You are viewing a plain text version of this content. The canonical link for it is here.
Posted to issues@spark.apache.org by "Sean Owen (JIRA)" <ji...@apache.org> on 2016/09/13 09:31:21 UTC

[jira] [Commented] (SPARK-17521) Error when I use sparkContext.makeRDD(Seq())

    [ https://issues.apache.org/jira/browse/SPARK-17521?page=com.atlassian.jira.plugin.system.issuetabpanels:comment-tabpanel&focusedCommentId=15486773#comment-15486773 ] 
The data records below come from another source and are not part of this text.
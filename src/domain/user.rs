use crate::domain::errors::{DomainError, DomainResult};
use async_trait::async_trait;
use chrono::{DateTime, Utc};
use serde::{Deserialize, Serialize};
use std::{collections::HashSet, fmt, str::FromStr};

#[derive(Debug, Clone, Copy, PartialEq, Eq, Hash)]
pub struct UserId(pub i64);

impl UserId {
    pub fn new(id: i64) -> DomainResult<Self> {
        if id <= 0 {
            Err(DomainError::Validation("user id must be positive".into()))
        } else {
            Ok(Self(id))
        }
    }
}

impl From<UserId> for i64 {
    fn from(value: UserId) -> Self {
        value.0
    }
}

#[derive(Debug, Clone, PartialEq, Eq, Hash, Serialize, Deserialize)]
pub struct Capability {
    pub resource: String,
    pub action: String,
}

impl Capability {
    pub fn new(resource: impl Into<String>, action: impl Into<String>) -> Self {
        Self {
            resource: resource.into(),
            action: action.into(),
        }
    }

    pub fn matches(&self, resource: &str, action: &str) -> bool {
        self.resource == resource && self.action == action
    }
}

#[derive(Debug, Clone, Copy, PartialEq, Eq, Serialize, Deserialize, Hash)]
#[serde(rename_all = "lowercase")]
pub enum Role {
    Admin,
    Author,
}

impl Role {
    pub fn as_str(&self) -> &'static str {
        match self {
            Role::Admin => "admin",
            Role::Author => "author",
        }
    }

    pub fn default_capabilities(&self) -> HashSet<Capability> {
        use Capability as Cap;
        match self {
            Role::Admin => HashSet::from([
                Cap::new("categories", "manage"),
                Cap::new("posts", "create"),
                Cap::new("posts", "update:any"),
                Cap::new("posts", "delete:any"),
                Cap::new("comments", "update:any"),
                Cap::new("comments", "delete:any"),
                Cap::new("users", "read"),
            ]),
            Role::Author => HashSet::from([
                Cap::new("posts", "create"),
                Cap::new("posts", "update:own"),
                Cap::new("posts", "delete:own"),
                Cap::new("comments", "update:own"),
                Cap::new("comments", "delete:own"),
            ]),
        }
    }
}

impl Default for Role {
    fn default() -> Self {
        Role::Author
    }
}

impl fmt::Display for Role {
    fn fmt(&self, f: &mut fmt::Formatter<'_>) -> fmt::Result {
        f.write_str(self.as_str())
    }
}

impl FromStr for Role {
    type Err = DomainError;

    fn from_str(s: &str) -> Result<Self, Self::Err> {
        match s {
            "admin" => Ok(Role::Admin),
            "author" => Ok(Role::Author),
            other => Err(DomainError::Validation(format!("unknown role '{other}'"))),
        }
    }
}

#[derive(Debug, Clone, PartialEq, Eq, Hash)]
pub struct Username(String);

impl Username {
    pub fn new(value: impl Into<String>) -> DomainResult<Self> {
        let value = value.into();
        if value.trim().is_empty() {
            return Err(DomainError::Validation("username cannot be empty".into()));
        }
        if value.len() < 3 {
            return Err(DomainError::Validation(
                "username must be at least 3 characters long".into(),
            ));
        }
        Ok(Self(value))
    }

    pub fn as_str(&self) -> &str {
        &self.0
    }
}

impl From<Username> for String {
    fn from(value: Username) -> Self {
        value.0
    }
}

impl fmt::Display for Username {
    fn fmt(&self, f: &mut fmt::Formatter<'_>) -> fmt::Result {
        f.write_str(&self.0)
    }
}

#[derive(Debug, Clone, PartialEq, Eq)]
pub struct PasswordHash(String);

impl PasswordHash {
    pub fn new(value: impl Into<String>) -> DomainResult<Self> {
        let value = value.into();
        if value.is_empty() {
            return Err(DomainError::Validation(
                "password hash cannot be empty".into(),
            ));
        }
        Ok(Self(value))
    }

    pub fn as_str(&self) -> &str {
        &self.0
    }
}

impl From<PasswordHash> for String {
    fn from(value: PasswordHash) -> Self {
        value.0
    }
}

#[derive(Debug, Clone)]
pub struct User {
    pub id: UserId,
    pub username: Username,
    pub password_hash: PasswordHash,
    pub role: Role,
    pub is_active: bool,
    pub created_at: DateTime<Utc>,
}

#[derive(Debug, Clone)]
pub struct NewUser {
    pub username: Username,
    pub password_hash: PasswordHash,
    pub role: Role,
    pub is_active: bool,
    pub created_at: DateTime<Utc>,
}

impl NewUser {
    pub fn new(
        username: Username,
        password_hash: PasswordHash,
        role: Role,
        created_at: DateTime<Utc>,
    ) -> Self {
        Self {
            username,
            password_hash,
            role,
            is_active: true,
            created_at,
        }
    }
}

#[async_trait]
pub trait UserRepository: Send + Sync {
    async fn count(&self) -> DomainResult<u64>;

    async fn insert(&self, new_user: NewUser) -> DomainResult<User>;

    async fn find_by_username(&self, username: &Username) -> DomainResult<Option<User>>;

    async fn find_by_id(&self, id: UserId) -> DomainResult<Option<User>>;
}
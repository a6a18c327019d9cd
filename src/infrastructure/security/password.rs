use crate::application::{
    error::{ApplicationError, ApplicationResult},
    ports::security::PasswordHasher,
};
use argon2::{
    Argon2,
    password_hash::{
        PasswordHash, PasswordHasher as _, PasswordVerifier, SaltString, rand_core::OsRng,
    },
};
use async_trait::async_trait;

#[derive(Default, Clone)]
pub struct Argon2PasswordHasher;

#[async_trait]
impl PasswordHasher for Argon2PasswordHasher {
    async fn hash(&self, password: &str) -> ApplicationResult<String> {
        let password = password.to_owned();
        tokio::task::spawn_blocking(move || {
            let salt = SaltString::generate(&mut OsRng);
            Argon2::default()
                .hash_password(password.as_bytes(), &salt)
                .map(|hash| hash.to_string())
                .map_err(|err| ApplicationError::infrastructure(err.to_string()))
        })
        .await
        .map_err(|err| ApplicationError::infrastructure(err.to_string()))?
    }

    async fn verify(&self, password: &str, expected_hash: &str) -> ApplicationResult<()> {
        let password = password.to_owned();
        let expected_hash = expected_hash.to_owned();
        tokio::task::spawn_blocking(move || -> Result<(), ApplicationError> {
            let parsed = PasswordHash::new(&expected_hash)
                .map_err(|err| ApplicationError::infrastructure(err.to_string()))?;
            Argon2::default()
                .verify_password(password.as_bytes(), &parsed)
                .map_err(|_| ApplicationError::unauthorized("invalid credentials"))
        })
        .await
        .map_err(|err| ApplicationError::infrastructure(err.to_string()))??;
        Ok(())
    }
}
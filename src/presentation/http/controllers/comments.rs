// src/presentation/http/controllers/comments.rs
use crate::application::{
    commands::comments::{CreateCommentCommand, DeleteCommentCommand, UpdateCommentCommand},
    dto::CommentDto,
};
use crate::presentation::http::error::{HttpResult, IntoHttpResult};
use crate::presentation::http::extractors::Authenticated;
use crate::presentation::http::state::HttpState;
use axum::{Extension, Json, extract::Path};
use serde::Deserialize;
use serde_json::json;

#[derive(Debug, Deserialize)]
pub struct CreateCommentRequest {
    pub text: String,
    #[serde(default)]
    pub parent: Option<i64>,
}

#[derive(Debug, Deserialize)]
pub struct UpdateCommentRequest {
    pub text: String,
}

pub async fn list_comments(
    Extension(state): Extension<HttpState>,
    Authenticated(_user): Authenticated,
    Path(slug): Path<String>,
) -> HttpResult<Json<Vec<CommentDto>>> {
    state
        .services
        .comment_queries
        .list_for_post(slug)
        .await
        .into_http()
        .map(Json)
}

pub async fn get_comment(
    Extension(state): Extension<HttpState>,
    Authenticated(_user): Authenticated,
    Path((slug, id)): Path<(String, i64)>,
) -> HttpResult<Json<CommentDto>> {
    state
        .services
        .comment_queries
        .get_comment(slug, id)
        .await
        .into_http()
        .map(Json)
}

pub async fn create_comment(
    Extension(state): Extension<HttpState>,
    Authenticated(user): Authenticated,
    Path(slug): Path<String>,
    Json(payload): Json<CreateCommentRequest>,
) -> HttpResult<Json<CommentDto>> {
    state
        .services
        .comment_commands
        .create_comment(
            &user,
            CreateCommentCommand {
                post_slug: slug,
                text: payload.text,
                parent_id: payload.parent,
            },
        )
        .await
        .into_http()
        .map(Json)
}

pub async fn update_comment(
    Extension(state): Extension<HttpState>,
    Authenticated(user): Authenticated,
    Path((slug, id)): Path<(String, i64)>,
    Json(payload): Json<UpdateCommentRequest>,
) -> HttpResult<Json<CommentDto>> {
    state
        .services
        .comment_commands
        .update_comment(
            &user,
            UpdateCommentCommand {
                post_slug: slug,
                comment_id: id,
                text: payload.text,
            },
        )
        .await
        .into_http()
        .map(Json)
}

pub async fn delete_comment(
    Extension(state): Extension<HttpState>,
    Authenticated(user): Authenticated,
    Path((slug, id)): Path<(String, i64)>,
) -> HttpResult<Json<serde_json::Value>> {
    state
        .services
        .comment_commands
        .delete_comment(
            &user,
            DeleteCommentCommand {
                post_slug: slug,
                comment_id: id,
            },
        )
        .await
        .into_http()?;

    Ok(Json(json!({ "status": "deleted" })))
}
// src/infrastructure/repositories/postgres_reaction.rs
use super::map_sqlx;
use crate::domain::errors::{DomainError, DomainResult};
use crate::domain::post::PostId;
use crate::domain::reaction::{Reaction, ReactionKind, ReactionRepository, ReactionTally};
use crate::domain::user::UserId;
use async_trait::async_trait;
use chrono::{DateTime, Utc};
use sqlx::{FromRow, PgPool};

#[derive(Clone)]
pub struct PostgresReactionRepository {
    pool: PgPool,
}

impl PostgresReactionRepository {
    pub fn new(pool: PgPool) -> Self {
        Self { pool }
    }
}

#[derive(Debug, FromRow)]
struct ReactionRow {
    post_id: i64,
    user_id: i64,
    kind: i16,
    created_at: DateTime<Utc>,
}

impl TryFrom<ReactionRow> for Reaction {
    type Error = DomainError;

    fn try_from(row: ReactionRow) -> Result<Self, Self::Error> {
        Ok(Reaction {
            post_id: PostId::new(row.post_id)?,
            user_id: UserId::new(row.user_id)?,
            kind: ReactionKind::from_i16(row.kind)?,
            created_at: row.created_at,
        })
    }
}

#[async_trait]
impl ReactionRepository for PostgresReactionRepository {
    async fn find_by_post_and_user(
        &self,
        post_id: PostId,
        user_id: UserId,
    ) -> DomainResult<Option<Reaction>> {
        let row = sqlx::query_as::<_, ReactionRow>(
            "SELECT post_id, user_id, kind, created_at FROM reactions
             WHERE post_id = $1 AND user_id = $2",
        )
        .bind(i64::from(post_id))
        .bind(i64::from(user_id))
        .fetch_optional(&self.pool)
        .await
        .map_err(map_sqlx)?;

        row.map(Reaction::try_from).transpose()
    }

    async fn upsert(
        &self,
        post_id: PostId,
        user_id: UserId,
        kind: ReactionKind,
        now: DateTime<Utc>,
    ) -> DomainResult<Reaction> {
        // Atomic create-or-overwrite: a concurrent insert of the same pair
        // resolves inside Postgres instead of surfacing 23505.
        let row = sqlx::query_as::<_, ReactionRow>(
            "INSERT INTO reactions (post_id, user_id, kind, created_at)
             VALUES ($1, $2, $3, $4)
             ON CONFLICT (post_id, user_id) DO UPDATE SET kind = EXCLUDED.kind
             RETURNING post_id, user_id, kind, created_at",
        )
        .bind(i64::from(post_id))
        .bind(i64::from(user_id))
        .bind(kind.as_i16())
        .bind(now)
        .fetch_one(&self.pool)
        .await
        .map_err(map_sqlx)?;

        Reaction::try_from(row)
    }

    async fn remove(&self, post_id: PostId, user_id: UserId) -> DomainResult<()> {
        // Losing a delete race is fine: the row is gone either way.
        sqlx::query("DELETE FROM reactions WHERE post_id = $1 AND user_id = $2")
            .bind(i64::from(post_id))
            .bind(i64::from(user_id))
            .execute(&self.pool)
            .await
            .map_err(map_sqlx)?;
        Ok(())
    }

    async fn tally_for_post(&self, post_id: PostId) -> DomainResult<ReactionTally> {
        let (likes, dislikes): (i64, i64) = sqlx::query_as(
            "SELECT COUNT(*) FILTER (WHERE kind = 1), COUNT(*) FILTER (WHERE kind = -1)
             FROM reactions WHERE post_id = $1",
        )
        .bind(i64::from(post_id))
        .fetch_one(&self.pool)
        .await
        .map_err(map_sqlx)?;

        Ok(ReactionTally { likes, dislikes })
    }
}
use crate::application::{ApplicationResult, error::ApplicationError};
use crate::domain::errors::DomainError;
use axum::{
    Json,
    http::StatusCode,
    response::{IntoResponse, Response},
};
use serde::Serialize;

#[derive(Debug)]
pub struct HttpError {
    status: StatusCode,
    message: String,
}

impl HttpError {
    pub fn from_error(err: ApplicationError) -> Self {
        match err {
            ApplicationError::Validation(msg) => Self::new(StatusCode::BAD_REQUEST, msg),
            ApplicationError::NotFound(msg) => Self::new(StatusCode::NOT_FOUND, msg),
            ApplicationError::Conflict(msg) => Self::new(StatusCode::CONFLICT, msg),
            ApplicationError::Unauthorized(msg) => Self::new(StatusCode::UNAUTHORIZED, msg),
            ApplicationError::Forbidden(msg) => Self::new(StatusCode::FORBIDDEN, msg),
            ApplicationError::Infrastructure(msg) => {
                Self::new(StatusCode::INTERNAL_SERVER_ERROR, msg)
            }
            ApplicationError::Domain(domain_err) => Self::from_domain(domain_err),
        }
    }

    fn from_domain(err: DomainError) -> Self {
        match err {
            DomainError::NotFound(msg) => Self::new(StatusCode::NOT_FOUND, msg),
            DomainError::Conflict(msg) => Self::new(StatusCode::CONFLICT, msg),
            DomainError::Validation(msg) => Self::new(StatusCode::BAD_REQUEST, msg),
            DomainError::Persistence(msg) => Self::new(StatusCode::INTERNAL_SERVER_ERROR, msg),
        }
    }

    fn new(status: StatusCode, message: String) -> Self {
        Self { status, message }
    }
}

impl IntoResponse for HttpError {
    fn into_response(self) -> Response {
        let payload = ErrorBody {
            error: self
                .status
                .canonical_reason()
                .unwrap_or("error")
                .to_string(),
            message: self.message,
        };
        (self.status, Json(payload)).into_response()
    }
}

#[derive(Serialize)]
struct ErrorBody {
    error: String,
    message: String,
}

pub type HttpResult<T> = Result<T, HttpError>;

pub trait IntoHttpResult<T> {
    fn into_http(self) -> HttpResult<T>;
}

impl<T> IntoHttpResult<T> for ApplicationResult<T> {
    fn into_http(self) -> HttpResult<T> {
        self.map_err(HttpError::from_error)
    }
}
Sean Owen commented on SPARK-17521:
-----------------------------------

Wow, I admit I didn't even know this overload existed:

{code}
  def makeRDD[T: ClassTag](seq: Seq[(T, Seq[String])]): RDD[T] = withScope {
    assertNotStopped()
    val indexToPrefs = seq.zipWithIndex.map(t => (t._2, t._1._2)).toMap
    new ParallelCollectionRDD[T](this, seq.map(_._1), seq.size, indexToPrefs)
  }
{code}

This is the only place the 'location prefs' is used. It looks like this is a very old API: https://github.com/apache/spark/commit/c36ca10241991d46f2f1513b2c0c5e369d8b34f9

Anyway, your fix is correct and easy, sure. But I also wonder if we should deprecated makeRDD. The other version just calls parallelize anyway.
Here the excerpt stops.